-- TASK STATEMENT --
Restrict the output to the lines below starting at the one that contains "pub fn build(self)" and ending at the one that contains "let directory = Arc::new(BotDirectory::load(store.clone())?);", and restate them word for word, both ends included.

-- DATA FOR REVIEW --

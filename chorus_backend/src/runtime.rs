use std::collections::HashMap;
use std::sync::Arc;

use anyhow::{Context, Result};
use flume::Receiver;
use futures_util::future::join_all;

use crate::chat::{ChatMessage, ChatSurface};
use crate::config::ChorusConfig;
use crate::database::ChorusDatabase;
use crate::directory::BotDirectory;
use crate::http_client::build_http_client;
use crate::llm_client::{CompletionBackend, LlmClient};
use crate::pacing::Pacing;
use crate::persona::{Persona, PersonaServices, TurnOutcome, TurnSettings};
use crate::scope_lock::ScopeLocks;
use crate::store::ScopeStore;

struct PersonaBinding {
    bot_id: String,
    surface: Arc<dyn ChatSurface>,
}

pub struct ChorusRuntime {
    pub config: ChorusConfig,
    pub directory: Arc<BotDirectory>,
    personas: Arc<Vec<Arc<Persona>>>,
}

pub struct ChorusRuntimeBuilder {
    config: ChorusConfig,
    backend: Option<Arc<dyn CompletionBackend>>,
    store: Option<Arc<dyn ScopeStore>>,
    bindings: HashMap<String, PersonaBinding>,
}

impl ChorusRuntimeBuilder {
    pub fn new(config: ChorusConfig) -> Self {
        Self {
            config,
            backend: None,
            store: None,
            bindings: HashMap::new(),
        }
    }

    /// Use `backend` instead of the HTTP client built from `llm_api_url`.
    pub fn with_backend(mut self, backend: Arc<dyn CompletionBackend>) -> Self {
        self.backend = Some(backend);
        self
    }

    /// Use `store` instead of opening `database_path`.
    pub fn with_store(mut self, store: Arc<dyn ScopeStore>) -> Self {
        self.store = Some(store);
        self
    }

    /// Attach the chat connection the named persona speaks through.
    pub fn with_persona_surface(
        mut self,
        name: impl Into<String>,
        bot_id: impl Into<String>,
        surface: Arc<dyn ChatSurface>,
    ) -> Self {
        self.bindings.insert(
            name.into(),
            PersonaBinding {
                bot_id: bot_id.into(),
                surface,
            },
        );
        self
    }

    pub fn build(self) -> Result<ChorusRuntime> {
        let config = self.config;

        let store: Arc<dyn ScopeStore> = match self.store {
            Some(store) => store,
            None => Arc::new(
                ChorusDatabase::new(&config.database_path).with_context(|| {
                    format!("Failed to open chorus database at {}", config.database_path)
                })?,
            ),
        };

        let backend: Arc<dyn CompletionBackend> = match self.backend {
            Some(backend) => backend,
            None => Arc::new(LlmClient::new(
                config.llm_api_url.clone(),
                build_http_client()?,
            )),
        };

        let directory = Arc::new(BotDirectory::load(store.clone())?);
        for (name, binding) in &self.bindings {
            directory
                .register(name, &binding.bot_id)
                .with_context(|| format!("Failed to register bot id for '{}'", name))?;
        }

        let services = PersonaServices {
            store,
            directory: directory.clone(),
            backend,
            pacing: Arc::new(Pacing::from_config(&config)),
            scope_locks: Arc::new(ScopeLocks::new()),
        };
        let settings = TurnSettings::from_config(&config);
        let persona_names = config.persona_names();

        let mut personas = Vec::new();
        for profile in &config.personas {
            let Some(binding) = self.bindings.get(&profile.name) else {
                tracing::warn!(
                    "Persona '{}' has no chat connection; it will stay silent",
                    profile.name
                );
                continue;
            };
            if profile.api_key.trim().is_empty() {
                tracing::warn!("Persona '{}' has no API key configured", profile.name);
            }
            tracing::info!(
                "Persona '{}' ready (model: {}, bot id: {})",
                profile.name,
                profile.model,
                binding.bot_id
            );
            personas.push(Arc::new(Persona::new(
                profile.clone(),
                binding.bot_id.clone(),
                persona_names.clone(),
                binding.surface.clone(),
                services.clone(),
                settings.clone(),
            )));
        }

        if personas.is_empty() {
            anyhow::bail!("No personas configured with a chat connection");
        }

        Ok(ChorusRuntime {
            config,
            directory,
            personas: Arc::new(personas),
        })
    }
}

impl ChorusRuntime {
    pub fn persona_count(&self) -> usize {
        self.personas.len()
    }

    /// Offer one event to every persona concurrently.
    pub async fn dispatch(&self, event: ChatMessage) -> Vec<TurnOutcome> {
        dispatch_to(&self.personas, &event).await
    }

    /// Consume inbound events until every sender is dropped. Each event runs
    /// in its own task so a slow turn never blocks the next delivery.
    pub async fn run(&self, events: Receiver<ChatMessage>) {
        tracing::info!(
            "Chorus runtime listening with {} persona(s)",
            self.personas.len()
        );

        let mut tasks = Vec::new();
        while let Ok(event) = events.recv_async().await {
            let personas = self.personas.clone();
            tasks.push(tokio::spawn(async move {
                dispatch_to(&personas, &event).await;
            }));
            tasks.retain(|task| !task.is_finished());
        }

        for result in join_all(tasks).await {
            if let Err(e) = result {
                tracing::error!("Event task failed: {}", e);
            }
        }
        tracing::info!("Event stream closed, runtime stopping");
    }
}

async fn dispatch_to(personas: &[Arc<Persona>], event: &ChatMessage) -> Vec<TurnOutcome> {
    join_all(personas.iter().map(|persona| persona.process_event(event))).await
}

-- EXERCISE RESPONSE --
    pub fn build(self) -> Result<ChorusRuntime> {
        let config = self.config;

        let store: Arc<dyn ScopeStore> = match self.store {
            Some(store) => store,
            None => Arc::new(
                ChorusDatabase::new(&config.database_path).with_context(|| {
                    format!("Failed to open chorus database at {}", config.database_path)
                })?,
            ),
        };

        let backend: Arc<dyn CompletionBackend> = match self.backend {
            Some(backend) => backend,
            None => Arc::new(LlmClient::new(
                config.llm_api_url.clone(),
                build_http_client()?,
            )),
        };

        let directory = Arc::new(BotDirectory::load(store.clone())?);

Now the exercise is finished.